—Ramón te tiene entre la espada y la pared. Si no le pagas, estás jodido. Si le pagas, tendrás que cargar con un río sin agua y un arrozal que no da arroz. Y no hablemos ya de la trifulca que va a organizarte Louisa.
—El asunto me tiene muy preocupado, Andy, no lo puedo negar —admitió Pendel—. Me quita el sueño desde hace semanas.
—¿Sabes de quién es la finca colindante?
—De un propietario absentista. Un fantasma en extremo malévolo.
—¿Sabes cómo se llama?
Pendel negó con la cabeza y contestó:
—No es una persona, por lo visto, Se trata más bien de una sociedad con sede en Miami.
—¿Sabes en qué banco tiene cuenta?
—En realidad no, Andy.
—En el de tu querido amigo Ramón. La sociedad en cuestión es de Rudd. Posee dos terceras partes; y el tercio restante pertenece al señor X. ¿A que no adivinas quién es el tal X?
—Me tienes en vilo, Andy.
—¿Y si te dijese que es el administrador de tus tierras? ¿Cómo se llama?
—¿Ángel? Me quiere como a un hermano.
—Te han timado. Un claro ejemplo de burlador burlado. Piénsalo detenidamente.
—Eso estoy haciendo, Andy. No había pensado tan en serio desde hacía mucho tiempo —dijo Pendel mientras otro fragmento de su mundo zozobraba ante sus ojos.
—¿Alguien se ha ofrecido a comprar tus tierras a precio de saldo? —preguntó Osnard desde detrás del muro de bruma que de algún modo se había formado entre ellos.
—Mi vecino. Después devolverá el agua, ¿no?, y tendrá un rentable arrozal con un valor cinco veces superior a lo que pagó por él.
—Y Ángel se hará cargo de la administración —añadió Osnard.
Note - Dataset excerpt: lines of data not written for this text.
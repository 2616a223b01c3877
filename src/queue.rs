// Copyright 2026 DagFlow Authors
//
// Licensed under the Apache License, Version 2.0 (the "License");
// you may not use this file except in compliance with the License.
// You may obtain a copy of the License at
//
//     http://www.apache.org/licenses/LICENSE-2.0
//
// Unless required by applicable law or agreed to in writing, software
// distributed under the License is distributed on an "AS IS" BASIS,
// WITHOUT WARRANTIES OR CONDITIONS OF ANY KIND, either express or implied.
// See the License for the specific language governing permissions and
// limitations under the License.

//! The conveyor underlying one edge: a bounded single-producer/single-consumer
//! queue. Multiple queues aggregate into one [`crate::inbox::Inbox`], giving
//! SPMC behavior out of N SPSC queues.

use crossbeam_channel::{Receiver, Sender, TryRecvError, TrySendError};
use crossbeam_utils::CachePadded;
use std::sync::atomic::{AtomicUsize, Ordering};
use std::sync::Arc;

use crate::item::Item;

/// One SPSC conveyor between a producer tasklet's outbox bucket and a
/// consumer tasklet's inbox. Head/tail bookkeeping lives inside
/// `crossbeam_channel`'s lock-free bounded queue; we cache-line pad our own
/// occupancy counter so producer and consumer don't false-share it.
pub struct EdgeQueueProducer<T> {
    tx: Sender<Item<T>>,
    occupancy: Arc<CachePadded<AtomicUsize>>,
    capacity: usize,
}

pub struct EdgeQueueConsumer<T> {
    rx: Receiver<Item<T>>,
    occupancy: Arc<CachePadded<AtomicUsize>>,
}

/// Create one bounded SPSC conveyor of the given capacity.
pub fn edge_queue<T>(capacity: usize) -> (EdgeQueueProducer<T>, EdgeQueueConsumer<T>) {
    assert!(capacity > 0, "edge queue capacity must be positive");
    let (tx, rx) = crossbeam_channel::bounded(capacity);
    let occupancy = Arc::new(CachePadded::new(AtomicUsize::new(0)));
    (
        EdgeQueueProducer {
            tx,
            occupancy: occupancy.clone(),
            capacity,
        },
        EdgeQueueConsumer { rx, occupancy },
    )
}

impl<T> EdgeQueueProducer<T> {
    /// Attempt to enqueue an item. Returns the item back on failure (queue
    /// full) so the caller can retry on a later tasklet call instead of
    /// blocking.
    pub fn try_push(&self, item: Item<T>) -> Result<(), Item<T>> {
        match self.tx.try_send(item) {
            Ok(()) => {
                self.occupancy.fetch_add(1, Ordering::AcqRel);
                Ok(())
            }
            Err(TrySendError::Full(item)) => Err(item),
            Err(TrySendError::Disconnected(item)) => Err(item),
        }
    }

    /// Advisory backpressure signal: the bucket has reached its high-water
    /// mark and a cooperative producer should yield.
    pub fn has_reached_limit(&self) -> bool {
        self.occupancy.load(Ordering::Acquire) >= self.capacity
    }

    pub fn capacity(&self) -> usize {
        self.capacity
    }
}

impl<T> Clone for EdgeQueueProducer<T> {
    fn clone(&self) -> Self {
        Self {
            tx: self.tx.clone(),
            occupancy: self.occupancy.clone(),
            capacity: self.capacity,
        }
    }
}

impl<T> EdgeQueueConsumer<T> {
    /// Pull one item if present without blocking.
    pub fn try_pop(&self) -> Option<Item<T>> {
        match self.rx.try_recv() {
            Ok(item) => {
                self.occupancy.fetch_sub(1, Ordering::AcqRel);
                Some(item)
            }
            Err(TryRecvError::Empty) | Err(TryRecvError::Disconnected) => None,
        }
    }

    pub fn is_empty(&self) -> bool {
        self.rx.is_empty()
    }
}

#[cfg(test)]
mod tests {
    use super::*;

    #[test]
    fn respects_capacity_and_reports_backpressure() {
        let (tx, rx) = edge_queue::<i32>(2);
        assert!(!tx.has_reached_limit());
        tx.try_push(Item::Value(1)).unwrap();
        tx.try_push(Item::Value(2)).unwrap();
        assert!(tx.has_reached_limit());
        assert!(tx.try_push(Item::Value(3)).is_err());

        assert_eq!(rx.try_pop().unwrap().into_value(), Some(1));
        assert!(!tx.has_reached_limit());
    }

    #[test]
    fn preserves_fifo_order() {
        let (tx, rx) = edge_queue::<i32>(8);
        for i in 0..5 {
            tx.try_push(Item::Value(i)).unwrap();
        }
        for i in 0..5 {
            assert_eq!(rx.try_pop().unwrap().into_value(), Some(i));
        }
        assert!(rx.try_pop().is_none());
    }
}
—Veo un círculo cerrado, Andy, y yo estoy atrapado en el centro.
—¿Qué extensión tienen las tierras de tu vecino?
—Ochenta hectáreas.
—¿Qué uso les da?
—Cría ganado —contestó Pendel—. Exige un gasto mínimo. No necesita el agua. Su único objetivo es impedir que me llegue a mí.
El detenido da respuestas lacónicas y el funcionario toma nota; salvo que Osnard no anota ni una palabra. Lo recuerda todo con sus ojos castaños y vivaces de zorro.
—¿Compraste el arrozal por consejo de Rudd?
—Me aseguró que era una ocasión inmejorable. La liquidación de una herencia. El sitio idóneo para el dinero de Louisa. Hice el primo.
Osnard se llevó la copa de coñac a los labios, quizá para ocultarlos. A continuación tomó aire y empezó a hablar de corrido, eliminando de su voz cualquier inflexión para mayor velocidad.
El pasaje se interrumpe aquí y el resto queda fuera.